Öğrenmeyi kendimi bildim bileli… öğretmeyi
ise 9-10 yaşlarımda evcilik arkadaşıma okuma-yazma öğrettiğim zamanlardan beri
çok seviyorum. Hep işin özünü ve gerçeği anlamak istedim. Bilgiyle tuhaf bir
ilişkim var. Kendime güvenimin kaynağında her zaman “bilmek” oldu – en başta da
kendimi bilmek – buna bilgelik
sevgisi de diyebilir miyiz? Peki ama beni bu blogu açmaya iten güdü ve bu
günlüğü tutmama neden olan şey ne? Belki de en büyük nedenim: Bir hikaye anlatmak istiyorum. Bir
dönüşümün hikayesi. Bir macera... Bir yolculuk. Sonunu bilmiyorum. Aldığım notlardan
birinde şu cümle dikkatimi çekti iki gün önce: "The two most important
days in your life are the day you are born, and the day you find out why."
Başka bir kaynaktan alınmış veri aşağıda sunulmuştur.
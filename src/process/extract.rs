// src/process/extract.rs

use scraper::ElementRef;

use crate::html::Page;

/// Every table cell of a year page, in document order.
///
/// Row and table boundaries are ignored: the layout is carried purely by
/// cell order, header cells included.
pub fn extract_cells(page: &Page) -> Vec<ElementRef<'_>> {
    page.cells()
}

#[cfg(test)]
mod tests {
    use super::*;
    use crate::html::{Node, LINE_BREAK};

    const YEAR_PAGE: &[u8] = b"\
        <html>
          <body>
            <table>
              <tr>
                <td>Date</td>
                <td>Location / Operator</td>
                <td>Aircraft Type / Registration</td>
                <td>Fatalities</td>
              </tr>
              <tr>
                <td>23 Oct 2024</td>
                <td>New Jersey<br>United</td>
                <td>Boeing 737 Max 9<br>N2794B</td>
                <td>100/200(0)</td>
              </tr>
            </table>
          </body>
        </html>
    ";

    #[test]
    fn test_extract_cells_in_document_order() {
        let page = Page::parse(YEAR_PAGE);
        let cells = extract_cells(&page);
        assert_eq!(cells.len(), 8);
        assert_eq!(Node::text(&cells[0]), "Date");
        assert_eq!(Node::text(&cells[4]), "23 Oct 2024");
        assert_eq!(cells[5].text_with_breaks(LINE_BREAK), "New Jersey<br>United");
    }

    #[test]
    fn test_extract_cells_ignores_nesting() {
        let page = Page::parse(
            b"<table><tr><td>a</td><td><table><tr><td>b</td></tr></table></td></tr></table>\
              <table><tr><td>c</td></tr></table>",
        );
        let texts: Vec<String> = extract_cells(&page).iter().map(Node::text).collect();
        assert_eq!(texts, vec!["a", "b", "b", "c"]);
    }

    #[test]
    fn test_extract_cells_empty_page() {
        let page = Page::parse(b"<html><body><p>nothing here</p></body></html>");
        assert!(extract_cells(&page).is_empty());
    }
}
- Mark Twain – “Hayatınızdaki en önemli iki gün, doğdunuz günle neden
doğduğunuzu keşfettiğiniz gündür”. Ben o nedeni buldum mu bulmadım mı bilemiyorum ama bazen el yordamıyla
yakaladığımı hissediyorum.
Bu blog o keşfin ve yolculuğun da hikayesi olabilir. Üstelik çok da mahrem bir
alandan geçecek gibi sözlerim.. Bana, benliğime, tüm hayatıma dokunup süzülüp
geçecek ve bu günlükle damıtılacak gibi. Kendime de size de dürüst olacağıma
söz veriyorum o halde.
Öyleyse
başlıyoruz. En iyi bildiğim şeyin öğrencilik olduğunu düşünürdüm. Bu yüzden de
akademik çalışmalarda hiç zorlanmayacağıma inanıyordum. Ancak üniversiteye
başladığım günden beri hem çok keyif aldım, değiştim ama hem de çok
zorlandım. Duruma hakimiyetim seviye yükseldikçe azaldı. Nerdeyim ben, ne
yapıyorum dediğim anlar o kadar çok ki… Hem planlama okurken, hem sonrasında
yüksek lisans ve doktorada. En zor dersleri yüksek notlarla geçmiş, yüksek
ortalamalarla mezun olmuş öğrencilerin, yüksek lisans doktora yapma
olasılıkları daha fazla. Çünkü geçiş vizesi ancak onlara veriliyor ne yazık ki.
Bir takım saçma kriterler… Ancak bu durum ne kadar sağlıklı? Saçmalık şurda ki…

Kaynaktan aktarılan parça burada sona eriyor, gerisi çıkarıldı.